Before knocking the world’s door with Palme d’Or for Taste of Cherry (1997), Kiarostami made a series of films which are no less than gems. He himself believed Breaktime (1972)to be his ideal film – “You may not believe it but my ideal film is my second film, Breaktime. This film is way ahead of ‘Taste ofCherry’ in terms of form, audacity, avoidance of story-telling and indeterminate ending”. These are the qualities which make an Abbas Kiarostami film. Here is a director who does not offer you a coherent storyline, does not keep you at the edge of your seat, does not speed up the narrative so that you don’t fall asleep during the movie; instead, he offers a reality of his characters which is more real than realism. Extraordinary things happen so seamlessly that we believe them to be true.

 

 

It is difficult to categorize Abbas Kiarostami’s films into one genre. His films are not mere documentaries or an intermediary between cinema and documentary. They are rather documentation of every day ordinary life into an epic. His Kokar trilogy, comprising Where is my friend’s house (1987),Life, and nothing more (1991),Through the Olive Trees (1994), captures the massive change that the village goes through during less than ten years of time because of the earthquake. His films become a microcosm of Iran and capture the country like poetry. The same thing happens in The Wind Will Carry Us.The village up in the hills, detached from the rest of the world becomes a diverse world in itself.
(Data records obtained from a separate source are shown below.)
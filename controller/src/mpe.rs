use gridstrument_core::channel_bucket::ChannelBucket;
use wmidi::Channel;

/// Assigns MPE member channels to notes.
///
/// Backed by a [`ChannelBucket`], so a freed channel is reused as late as
/// possible instead of the lowest free channel being grabbed first; that
/// keeps long release tails alive on synths that render them per channel.
/// Channel 1 stays reserved as the MPE master channel and is never handed
/// out for notes.
pub struct MpeVoiceAllocator {
    bucket: ChannelBucket,
}

impl MpeVoiceAllocator {
    pub const fn new() -> Self {
        Self {
            bucket: ChannelBucket::new(),
        }
    }

    /// An allocator configured for the default MPE lower zone: members
    /// Ch2..Ch16 under master Ch1.
    pub fn lower_zone() -> Self {
        let mut allocator = Self::new();
        allocator.configure(2, 15);
        allocator
    }

    /// Replaces the member channel range with `count` channels starting at
    /// `first` (1-based). Channel 1 and out-of-range numbers are skipped.
    pub fn configure(&mut self, first: u8, count: u8) {
        self.bucket.clear();
        for channel in first..first.saturating_add(count) {
            if channel > 1 {
                self.bucket.add(channel);
            }
        }
    }

    /// Allocates a member channel for a note. Returns `None` only when no
    /// channels are configured; once demand exceeds the member count,
    /// channels get shared between notes.
    pub fn alloc(&mut self) -> Option<Channel> {
        match self.bucket.take() {
            0 => None,
            number => Channel::from_index(number - 1).ok(),
        }
    }

    /// Gives a note's channel back to the allocator.
    pub fn free(&mut self, channel: Channel) {
        let number = channel.index() + 1;
        // don't touch Ch1 if we mistakenly got it
        if number > 1 {
            self.bucket.release(number);
        }
    }

    /// Drops all channels, for a channel-mode change. `configure` has to be
    /// called before notes can be allocated again.
    pub fn reset(&mut self) {
        self.bucket.clear();
    }

    /// Bitmask of the configured member channels, bit 0 = Ch1. This is the
    /// serialized form the settings storage persists.
    pub fn channel_mask(&self) -> u16 {
        let mut mask = 0u16;
        for channel in 1..=16u8 {
            if self.bucket.contains(channel) {
                mask |= 1 << (channel - 1);
            }
        }
        mask
    }

    /// Rebuilds the member channel set from a persisted bitmask.
    pub fn apply_mask(&mut self, mask: u16) {
        self.bucket.clear();
        for channel in 2..=16u8 {
            if mask & (1 << (channel - 1)) != 0 {
                self.bucket.add(channel);
            }
        }
    }
}

impl Default for MpeVoiceAllocator {
    fn default() -> Self {
        Self::new()
    }
}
Of all the worlds that Kiarostami created, contemplation is the main key. Truly, they are all about life and nothing more. When a middle aged Mr. Badii looks for a person to bury him in the outskirts of Tehran, his encounters with different sorts of people bring out different philosophies about life and of death. The most aching scene is perhaps when Mr. Badii sees huge piles of soil being drugged over by a huge bulldozer and stares helplessly at it. Some great scenes in the film history have been created by  no dialogue ; the falling of soil over tormented  Badii’s shadow is one such. Sabzian tries to outsmart life by pretending to be someone he wanted to be all his life. It is the power that comes with the role-playing that he seeks. Life paralyses Kiarostami’s characters. They try to win. Sometimes, they do; if only temporarily.

 

 

 

Kiarostami subtly subverts the societal norms and shows the world that truth cannot be hidden no matter how much you sensor it. If the women of Iran cannot go out into the world without Hijab, then the world can come into her cab and build a narrative on its own as in Ten (2002). By the end of the century, Kiarostami deviated from Iranian locale and made two films outside Iran – CertifiedCopy (2010), starring Juliette Binoche, in Italy, and Like Someone in Love(2012)in Japan. These two movies mainly dealt with man-woman relationship. Kiarostami was hospitalized in March, 2016 while working on his film 24 Frames. The same year, on July 4th, Kiarostami passed away in Paris after a series of surgeries done in Iran. His death caused upheaval among the film fraternity across the world on the debate of medical negligence in Iran.

 

 

“You can learn from gamblers,” Kiarostami said in his final days in an audio broadcast by BBC Persian. “They say if you’re on the losing side, better to change your seat and leave. I’m doing just that, going to France.” Kiarostami did not lose the game; the world lost Kiarostami.